Perhaps those in civilian life, like many of us in this House, too often view the armed forces as one homogeneous group. They may have one image of the type of person who enters the forces, or an idea of military life that bears more relation to a Sunday afternoon film than to reality. It is essential that we in this House do not make the same mistake. We must acknowledge both individual needs and the unique position of those who serve and have served as they transition into civilian life, and we need to ensure that the specialised services that support them are well funded and supported to grow.
These include organisations such as the British Training Board, whose goal is to make sure that the training and skills achieved in the armed forces are recognised by civilian employers. It was set up by an Army veteran, Adrian Rabey, who on leaving the service found that the skills he had gained as a teacher and trainer were not recognised by employers, despite having been told the opposite when he was in the Army. A few years later he began to see friends in a similar position and started to work with them and looking at gaps in their qualifications, and he realised that the prior learning they had untaken in the military was not being recognised. Since then, fantastic work has been going on and the British Training Board has successfully helped thousands of serving and ex-military personnel to get recognition for their previous military and public services training and experience, and it has grown to offering career development, coaching and support, which I have seen at first hand. This is a specialist service for a unique set of people, but we cannot rely on people like Adrian alone to fulfil our obligations to veterans.
In 2011 the country made a promise, founded on the unique obligations and sacrifices of those who serve or have served in the armed forces, that they and their families should be treated fairly. The armed forces covenant is in place because we recognised the unique nature of the service given to this country by those in the forces.

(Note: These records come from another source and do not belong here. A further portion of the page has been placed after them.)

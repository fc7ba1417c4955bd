//! Anthropic Provider

use async_trait::async_trait;
use reqwest::Client;
use serde_json::Value;
use tracing::debug;

use super::{API_VERSION, DEFAULT_BASE_URL, MODEL_FAMILIES, PROVIDER_NAME, streaming, transform};
use crate::config::ProviderConfig;
use crate::core::providers::base::{AdapterSettings, decode_with, http, sse_events};
use crate::core::providers::unified_provider::ProviderError;
use crate::core::streaming::{StreamingConfig, normalize};
use crate::core::traits::LLMProvider;
use crate::core::types::{GatewayRequest, ProviderResponse};

/// Anthropic messages API adapter
#[derive(Debug, Clone)]
pub struct AnthropicProvider {
    settings: AdapterSettings,
    client: Client,
}

impl AnthropicProvider {
    pub fn new(config: &ProviderConfig) -> Result<Self, ProviderError> {
        Self::with_settings(AdapterSettings::from_config(config, DEFAULT_BASE_URL))
    }

    pub fn with_settings(settings: AdapterSettings) -> Result<Self, ProviderError> {
        Ok(Self {
            client: http::build_client(PROVIDER_NAME)?,
            settings,
        })
    }

    async fn send_once(
        &self,
        request: &GatewayRequest,
        body: &Value,
    ) -> Result<ProviderResponse, ProviderError> {
        let mut builder = self
            .client
            .post(self.settings.url("v1/messages"))
            .header("x-api-key", &self.settings.api_key)
            .header("anthropic-version", API_VERSION)
            .json(body);
        if !request.stream {
            builder = builder.timeout(self.settings.timeout);
        }

        let response = http::send_with_deadline(
            PROVIDER_NAME,
            builder,
            &request.model,
            self.settings.timeout,
        )
        .await?;

        if request.stream {
            let events = decode_with(
                sse_events(PROVIDER_NAME, response.bytes_stream()),
                streaming::parse_event,
            );
            let config = StreamingConfig {
                buffer_size: self.settings.stream_buffer_size,
                timeout: self.settings.timeout,
            };
            return Ok(ProviderResponse::Stream(normalize(
                events,
                request.model.clone(),
                config,
            )));
        }

        let json = http::read_json(PROVIDER_NAME, response).await?;
        transform::parse_response(&json, &request.model).map(ProviderResponse::Complete)
    }
}

#[async_trait]
impl LLMProvider for AnthropicProvider {
    fn name(&self) -> &'static str {
        PROVIDER_NAME
    }

    fn supports_model(&self, model: &str) -> bool {
        self.settings.supports_model(model, MODEL_FAMILIES)
    }

    async fn execute(&self, request: &GatewayRequest) -> Result<ProviderResponse, ProviderError> {
        if !self.supports_model(&request.model) {
            return Err(ProviderError::unsupported_model(
                PROVIDER_NAME,
                &request.model,
            ));
        }

        let body = transform::build_request_body(request, self.settings.default_max_tokens);
        debug!(
            provider = %self.settings.name,
            model = %request.model,
            request_id = %request.id,
            stream = request.stream,
            "Sending Anthropic request"
        );

        http::with_rate_limit_retry(PROVIDER_NAME, &self.settings.retry, || {
            self.send_once(request, &body)
        })
        .await
    }
}
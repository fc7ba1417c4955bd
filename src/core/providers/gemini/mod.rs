//! Google Gemini Provider Module

pub mod provider;
pub mod streaming;
pub mod transform;

pub use provider::GeminiProvider;

pub const PROVIDER_NAME: &str = "gemini";
pub const DEFAULT_BASE_URL: &str = "https://generativelanguage.googleapis.com/v1beta";

pub const MODEL_FAMILIES: &[&str] = &["gemini-"];
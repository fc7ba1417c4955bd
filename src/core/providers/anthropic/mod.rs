//! Anthropic Provider Module

pub mod provider;
pub mod streaming;
pub mod transform;

pub use provider::AnthropicProvider;

pub const PROVIDER_NAME: &str = "anthropic";
pub const DEFAULT_BASE_URL: &str = "https://api.anthropic.com";
pub const API_VERSION: &str = "2023-06-01";

pub const MODEL_FAMILIES: &[&str] = &["claude-"];
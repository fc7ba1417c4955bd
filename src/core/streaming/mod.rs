//! Streaming response normalization
//!
//! Adapters decode their backend's stream into [`StreamEvent`]s; [`normalize`] turns those
//! into the gateway's chunk stream with buffering, usage merging and a guaranteed terminal chunk.

mod buffer;
mod handler;
mod types;


pub use buffer::{ChunkBuffer, UsageAccumulator};
pub use handler::normalize;
pub use types::{StreamEvent, StreamingConfig};
//! WebSocket wire protocol
//!
//! Inbound frames are JSON text: either a request (`"type": "chat" | "completion"`) or a
//! control message (`"type": "ping" | "cancel"`). Every outbound message carries the id it
//! answers and an RFC 3339 timestamp.

use crate::core::types::{ChatResponse, FinishReason, GatewayRequest, StreamSummary, Usage};
use crate::utils::error::{ErrorPayload, GatewayError, Result};
use chrono::{DateTime, Utc};
use serde::{Deserialize, Serialize};

/// A parsed inbound frame
#[derive(Debug, Clone, PartialEq)]
pub enum ClientMessage {
    Ping { id: String },
    Cancel { id: String },
    Request(Box<GatewayRequest>),
}

/// An inbound frame that could not be understood. `id` is whatever id the frame carried, so
/// the error can still be correlated by the client.
#[derive(Debug)]
pub struct MalformedMessage {
    pub id: String,
    pub error: GatewayError,
}

#[derive(Deserialize)]
struct Envelope {
    #[serde(default)]
    id: Option<String>,
    #[serde(rename = "type", default)]
    kind: Option<String>,
}

impl ClientMessage {
    pub fn parse(text: &str) -> std::result::Result<Self, MalformedMessage> {
        let value: serde_json::Value = serde_json::from_str(text).map_err(|e| MalformedMessage {
            id: String::new(),
            error: GatewayError::bad_request(format!("Message is not valid JSON: {}", e)),
        })?;

        let envelope: Envelope =
            serde_json::from_value(value.clone()).map_err(|e| MalformedMessage {
                id: String::new(),
                error: GatewayError::bad_request(format!("Malformed message envelope: {}", e)),
            })?;
        let id = envelope.id.unwrap_or_default();

        match envelope.kind.as_deref() {
            Some("ping") => Ok(ClientMessage::Ping { id }),
            Some("cancel") if id.is_empty() => Err(MalformedMessage {
                id,
                error: GatewayError::bad_request("cancel requires the id of the request"),
            }),
            Some("cancel") => Ok(ClientMessage::Cancel { id }),
            Some(_) => serde_json::from_value::<GatewayRequest>(value)
                .map(|request| ClientMessage::Request(Box::new(request)))
                .map_err(|e| MalformedMessage {
                    id,
                    error: GatewayError::bad_request(format!("Invalid request: {}", e)),
                }),
            None => Err(MalformedMessage {
                id,
                error: GatewayError::bad_request("Message is missing a type"),
            }),
        }
    }
}

/// Outbound messages
#[derive(Debug, Clone, PartialEq, Serialize, Deserialize)]
#[serde(tag = "type", rename_all = "snake_case")]
pub enum ServerMessage {
    Connected {
        id: String,
        connection_id: String,
        timestamp: DateTime<Utc>,
    },
    /// Partial content; never carries usage
    Chunk {
        id: String,
        content: String,
        timestamp: DateTime<Utc>,
    },
    /// Terminal message of a streamed response
    Done {
        id: String,
        model: String,
        provider: String,
        finish_reason: FinishReason,
        #[serde(default, skip_serializing_if = "Option::is_none")]
        usage: Option<Usage>,
        timestamp: DateTime<Utc>,
    },
    /// Terminal message of a non-streamed response
    Response {
        id: String,
        model: String,
        provider: String,
        content: String,
        finish_reason: FinishReason,
        #[serde(default, skip_serializing_if = "Option::is_none")]
        usage: Option<Usage>,
        timestamp: DateTime<Utc>,
    },
    Error {
        id: String,
        error: ErrorPayload,
        timestamp: DateTime<Utc>,
    },
    Pong {
        id: String,
        timestamp: DateTime<Utc>,
    },
}

impl ServerMessage {
    pub fn connected(connection_id: &str) -> Self {
        ServerMessage::Connected {
            id: connection_id.to_string(),
            connection_id: connection_id.to_string(),
            timestamp: Utc::now(),
        }
    }

    pub fn chunk(id: &str, content: impl Into<String>) -> Self {
        ServerMessage::Chunk {
            id: id.to_string(),
            content: content.into(),
            timestamp: Utc::now(),
        }
    }

    pub fn done(id: &str, provider: &str, summary: StreamSummary) -> Self {
        ServerMessage::Done {
            id: id.to_string(),
            model: summary.model,
            provider: provider.to_string(),
            finish_reason: summary.finish_reason,
            usage: summary.usage,
            timestamp: Utc::now(),
        }
    }

    pub fn response(id: &str, provider: &str, response: ChatResponse) -> Self {
        ServerMessage::Response {
            id: id.to_string(),
            model: response.model,
            provider: provider.to_string(),
            content: response.content,
            finish_reason: response.finish_reason,
            usage: response.usage,
            timestamp: Utc::now(),
        }
    }

    pub fn error(id: &str, error: &GatewayError) -> Self {
        ServerMessage::Error {
            id: id.to_string(),
            error: error.to_error_payload(),
            timestamp: Utc::now(),
        }
    }

    pub fn pong(id: &str) -> Self {
        ServerMessage::Pong {
            id: id.to_string(),
            timestamp: Utc::now(),
        }
    }

    pub fn id(&self) -> &str {
        match self {
            ServerMessage::Connected { id, .. }
            | ServerMessage::Chunk { id, .. }
            | ServerMessage::Done { id, .. }
            | ServerMessage::Response { id, .. }
            | ServerMessage::Error { id, .. }
            | ServerMessage::Pong { id, .. } => id,
        }
    }

    /// Whether this message ends the exchange for its request id
    pub fn is_terminal(&self) -> bool {
        matches!(
            self,
            ServerMessage::Done { .. } | ServerMessage::Response { .. } | ServerMessage::Error { .. }
        )
    }

    pub fn to_text(&self) -> Result<String> {
        Ok(serde_json::to_string(self)?)
    }
}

I thank the hon. Member for bringing forward this important issue. We have had a number of conflicts since the Falklands in 1982, including the Gulf war, Iraq and Afghanistan, and of course 30 years of troubles and violence in Northern Ireland. Our service personnel served with distinction, with many paying the ultimate sacrifice and others being left with mental and physical scars. Does she agree that, in Northern Ireland specifically, the continual glorification of terrorism is inhibiting the rehabilitation and wellness of our ex-service personnel? We have political leaders saying that it was justified and that there was no alternative, but if we continue to hear language like that our service personnel will never be rehabilitated and will continue to be retraumatised.

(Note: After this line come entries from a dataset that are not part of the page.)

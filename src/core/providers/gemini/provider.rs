//! Gemini Provider

use async_trait::async_trait;
use reqwest::Client;
use serde_json::Value;
use tracing::debug;

use super::{DEFAULT_BASE_URL, MODEL_FAMILIES, PROVIDER_NAME, streaming, transform};
use crate::config::ProviderConfig;
use crate::core::providers::base::{AdapterSettings, decode_with, http, sse_events};
use crate::core::providers::unified_provider::ProviderError;
use crate::core::streaming::{StreamingConfig, normalize};
use crate::core::traits::LLMProvider;
use crate::core::types::{GatewayRequest, ProviderResponse};

/// Google Gemini adapter
#[derive(Debug, Clone)]
pub struct GeminiProvider {
    settings: AdapterSettings,
    client: Client,
}

impl GeminiProvider {
    pub fn new(config: &ProviderConfig) -> Result<Self, ProviderError> {
        Self::with_settings(AdapterSettings::from_config(config, DEFAULT_BASE_URL))
    }

    pub fn with_settings(settings: AdapterSettings) -> Result<Self, ProviderError> {
        Ok(Self {
            client: http::build_client(PROVIDER_NAME)?,
            settings,
        })
    }

    /// `models/{model}:generateContent` or `:streamGenerateContent?alt=sse`
    pub fn endpoint(&self, model: &str, stream: bool) -> String {
        if stream {
            self.settings
                .url(&format!("models/{}:streamGenerateContent?alt=sse", model))
        } else {
            self.settings.url(&format!("models/{}:generateContent", model))
        }
    }

    async fn send_once(
        &self,
        request: &GatewayRequest,
        body: &Value,
    ) -> Result<ProviderResponse, ProviderError> {
        let mut builder = self
            .client
            .post(self.endpoint(&request.model, request.stream))
            .header("x-goog-api-key", &self.settings.api_key)
            .json(body);
        if !request.stream {
            builder = builder.timeout(self.settings.timeout);
        }

        let response = http::send_with_deadline(
            PROVIDER_NAME,
            builder,
            &request.model,
            self.settings.timeout,
        )
        .await?;

        if request.stream {
            let events = decode_with(
                sse_events(PROVIDER_NAME, response.bytes_stream()),
                streaming::parse_event,
            );
            let config = StreamingConfig {
                buffer_size: self.settings.stream_buffer_size,
                timeout: self.settings.timeout,
            };
            return Ok(ProviderResponse::Stream(normalize(
                events,
                request.model.clone(),
                config,
            )));
        }

        let json = http::read_json(PROVIDER_NAME, response).await?;
        transform::parse_response(&json, &request.model).map(ProviderResponse::Complete)
    }
}

#[async_trait]
impl LLMProvider for GeminiProvider {
    fn name(&self) -> &'static str {
        PROVIDER_NAME
    }

    fn supports_model(&self, model: &str) -> bool {
        self.settings.supports_model(model, MODEL_FAMILIES)
    }

    async fn execute(&self, request: &GatewayRequest) -> Result<ProviderResponse, ProviderError> {
        if !self.supports_model(&request.model) {
            return Err(ProviderError::unsupported_model(
                PROVIDER_NAME,
                &request.model,
            ));
        }

        let body = transform::build_request_body(request);
        debug!(
            provider = %self.settings.name,
            model = %request.model,
            request_id = %request.id,
            stream = request.stream,
            "Sending Gemini request"
        );

        http::with_rate_limit_retry(PROVIDER_NAME, &self.settings.retry, || {
            self.send_once(request, &body)
        })
        .await
    }
}
//! Usage/audit reporting

mod sink;
mod types;

pub use sink::{ChannelUsageSink, TracingUsageSink, UsageSink};
pub use types::UsageRecord;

I thank the hon. Lady for her intervention. I would like to have a discussion about the glorification of terrorism with her outside the Chamber, and I thank her for raising it and putting it on the record.

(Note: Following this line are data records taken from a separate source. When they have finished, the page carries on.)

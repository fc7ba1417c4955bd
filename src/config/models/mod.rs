//! Configuration data models
//!
//! This module defines all configuration structures used throughout the gateway.

#![allow(missing_docs)]

pub mod auth;
pub mod credit;
pub mod gateway;
pub mod logging;
pub mod provider;
pub mod router;
pub mod server;

// Re-export all configuration types
pub use auth::*;
pub use credit::*;
pub use gateway::*;
pub use logging::*;
pub use provider::*;
pub use router::*;
pub use server::*;

/// Default values for configuration
pub fn default_host() -> String {
    "0.0.0.0".to_string()
}

/// Default server port
pub fn default_port() -> u16 {
    8000
}

/// Default provider request timeout in seconds
pub fn default_timeout() -> u64 {
    60
}

/// Default maximum retry attempts, first call included
pub fn default_max_retries() -> u32 {
    3
}

pub fn default_true() -> bool {
    true
}

/// Resolve a `${ENV_VAR}` placeholder. Plain values pass through unchanged.
pub fn resolve_env_placeholder(value: &str) -> Result<String, String> {
    let trimmed = value.trim();
    match trimmed
        .strip_prefix("${")
        .and_then(|rest| rest.strip_suffix('}'))
    {
        Some(var) if !var.is_empty() => std::env::var(var)
            .map_err(|_| format!("Environment variable '{}' is not set", var)),
        Some(_) => Err("Empty environment placeholder".to_string()),
        None => Ok(value.to_string()),
    }
}
//! Token revocation list
//!
//! The identity service owns revocation; the gateway only asks whether a token id is revoked.

use crate::utils::error::Result;
use async_trait::async_trait;
use parking_lot::RwLock;
use std::collections::HashSet;

#[async_trait]
pub trait RevocationList: Send + Sync {
    /// `Err` means the answer is unknown; callers treat that as revoked
    async fn is_revoked(&self, token_id: &str) -> Result<bool>;
}

/// Process-local list, seeded from configuration
#[derive(Debug, Default)]
pub struct InMemoryRevocationList {
    revoked: RwLock<HashSet<String>>,
}

impl InMemoryRevocationList {
    pub fn new<I, S>(token_ids: I) -> Self
    where
        I: IntoIterator<Item = S>,
        S: Into<String>,
    {
        Self {
            revoked: RwLock::new(token_ids.into_iter().map(Into::into).collect()),
        }
    }

    pub fn revoke(&self, token_id: impl Into<String>) {
        self.revoked.write().insert(token_id.into());
    }

    pub fn len(&self) -> usize {
        self.revoked.read().len()
    }

    pub fn is_empty(&self) -> bool {
        self.revoked.read().is_empty()
    }
}

#[async_trait]
impl RevocationList for InMemoryRevocationList {
    async fn is_revoked(&self, token_id: &str) -> Result<bool> {
        Ok(self.revoked.read().contains(token_id))
    }
}
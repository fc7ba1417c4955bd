//! Components shared by all adapters

pub mod config;
pub mod http;
pub mod sse;

pub use config::AdapterSettings;
pub use sse::{SseDecoder, SseEvent, decode_with, sse_events};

We must recognise that everyone’s experiences and sacrifices are unique, and that the nature of the support they receive must reflect that. I commend the Government for acknowledging the need for targeted and specialist support through the introduction of the armed forces personnel in transition framework, which should ensure that seriously wounded armed forces personnel with very complex and enduring healthcare requirements who are transitioning into civilian life will continue to receive comprehensive support throughout their lifetime, although I and others would welcome assurances from the Government that integrated personal commissioning for veterans is being implemented effectively.